LightDiffusion-Next / docs /sageattention.md
Aatricks's picture
Deploy ZeroGPU Gradio Space snapshot
b701455
# SageAttention & SpargeAttn
## Overview
SageAttention and SpargeAttn are drop-in replacements for PyTorch's scaled dot-product attention that can provide significant speedup with zero to minimal quality loss. They work by optimizing the compute-heavy attention mechanism used throughout diffusion models (UNet, VAE, Flux Transformers).

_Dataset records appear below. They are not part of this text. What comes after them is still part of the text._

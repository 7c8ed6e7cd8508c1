//! Interface to the HID transport below the engine.

use crate::error::TransportError;
use crate::sink::InputId;
use serde::{Deserialize, Serialize};

pub const BUS_USB: u16 = 0x03;
pub const BUS_BLUETOOTH: u16 = 0x05;
pub const BUS_I2C: u16 = 0x18;

#[derive(Debug, Clone, Copy, PartialEq, Eq, Hash, Serialize, Deserialize)]
pub enum ReportType {
    Input,
    Output,
    Feature,
}

/// Identity of the device behind a transport.
#[derive(Debug, Clone, PartialEq, Eq, Default, Serialize, Deserialize)]
pub struct DeviceInfo {
    pub name: String,
    pub bustype: u16,
    pub vendor_id: u16,
    pub product_id: u16,
    pub version: u16,
    pub serial_number: Option<String>,
}

impl DeviceInfo {
    pub fn new(vendor_id: u16, product_id: u16) -> Self {
        Self {
            vendor_id,
            product_id,
            ..Default::default()
        }
    }

    pub fn with_name(mut self, name: impl Into<String>) -> Self {
        self.name = name.into();
        self
    }

    pub fn with_bus(mut self, bustype: u16) -> Self {
        self.bustype = bustype;
        self
    }

    pub fn with_version(mut self, version: u16) -> Self {
        self.version = version;
        self
    }

    pub fn with_serial_number(mut self, serial: impl Into<String>) -> Self {
        self.serial_number = Some(serial.into());
        self
    }

    pub fn matches(&self, vendor_id: u16, product_id: u16) -> bool {
        self.vendor_id == vendor_id && self.product_id == product_id
    }

    pub fn input_id(&self) -> InputId {
        InputId {
            bustype: self.bustype,
            vendor: self.vendor_id,
            product: self.product_id,
            version: self.version,
        }
    }
}

/// HID transport (USB, I2C, ...).
///
/// Input reports reach the engine either pushed through
/// [`Hmap::handle_report`](crate::Hmap::handle_report) from the transport's
/// interrupt path after [`start`](HidTransport::start), or pulled with
/// [`read_input`](HidTransport::read_input).
pub trait HidTransport {
    /// Raw report descriptor.
    ///
    /// # Errors
    ///
    /// Returns [`TransportError`] if the descriptor cannot be fetched.
    fn report_descriptor(&mut self) -> Result<Vec<u8>, TransportError>;

    fn device_info(&self) -> &DeviceInfo;

    /// Send an output or feature report. `data` includes the report ID byte
    /// when `report_id` is non-zero.
    ///
    /// # Errors
    ///
    /// Returns [`TransportError`] on I/O failure.
    fn set_report(
        &mut self,
        data: &[u8],
        report_type: ReportType,
        report_id: u8,
    ) -> Result<(), TransportError>;

    /// Fetch a report into `buf` and return its length.
    ///
    /// # Errors
    ///
    /// Returns [`TransportError`] on I/O failure.
    fn get_report(
        &mut self,
        buf: &mut [u8],
        report_type: ReportType,
        report_id: u8,
    ) -> Result<usize, TransportError>;

    /// Enable input report delivery with buffers of `input_size` bytes.
    ///
    /// # Errors
    ///
    /// Returns [`TransportError`] if the interrupt path cannot be started.
    fn start(&mut self, input_size: usize) -> Result<(), TransportError>;

    fn stop(&mut self);

    /// Read one pending input report into `buf`. `Ok(0)` means nothing was
    /// pending.
    ///
    /// # Errors
    ///
    /// Returns [`TransportError`] on I/O failure.
    fn read_input(&mut self, buf: &mut [u8]) -> Result<usize, TransportError>;
}

#[cfg(test)]
mod tests {
    use super::*;

    #[test]
    fn test_device_info_builder() {
        let info = DeviceInfo::new(0x056a, 0x0013)
            .with_name("Wacom Graphire3 4x5")
            .with_bus(BUS_USB)
            .with_version(0x0100);
        assert!(info.matches(0x056a, 0x0013));
        assert!(!info.matches(0x056a, 0x0014));
        assert_eq!(
            info.input_id(),
            InputId {
                bustype: BUS_USB,
                vendor: 0x056a,
                product: 0x0013,
                version: 0x0100
            }
        );
    }
}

- **SageAttention**: Uses INT8 quantization for key/value tensors while maintaining FP16 query precision
- **SpargeAttn**: Adds dynamic sparsity pruning on top of SageAttention, skipping redundant attention computations
Both are **training-free**, **hardware-accelerated** CUDA kernels that integrate transparently into LightDiffusion-Next.
## How It Works
### SageAttention
Standard attention computes:
$$
\text{Attention}(Q, K, V) = \text{softmax}\left(\frac{QK^T}{\sqrt{d_k}}\right)V
$$
SageAttention accelerates this by:
1. **Quantizing K and V** to INT8 before the matrix multiplication
2. **Keeping Q in FP16** to preserve attention score precision
3. **Fusing operations** (softmax, scaling, matmul) in hand-tuned CUDA kernels
4. **Dequantizing** output back to FP16 after final matmul
This reduces memory bandwidth (K/V use half the space) and leverages Tensor Cores more efficiently.
### SpargeAttn
SpargeAttn extends SageAttention with **sparse attention masking**:
1. Computes a similarity metric between query and key patches
2. Prunes attention connections below a learned threshold (default: 60% similarity)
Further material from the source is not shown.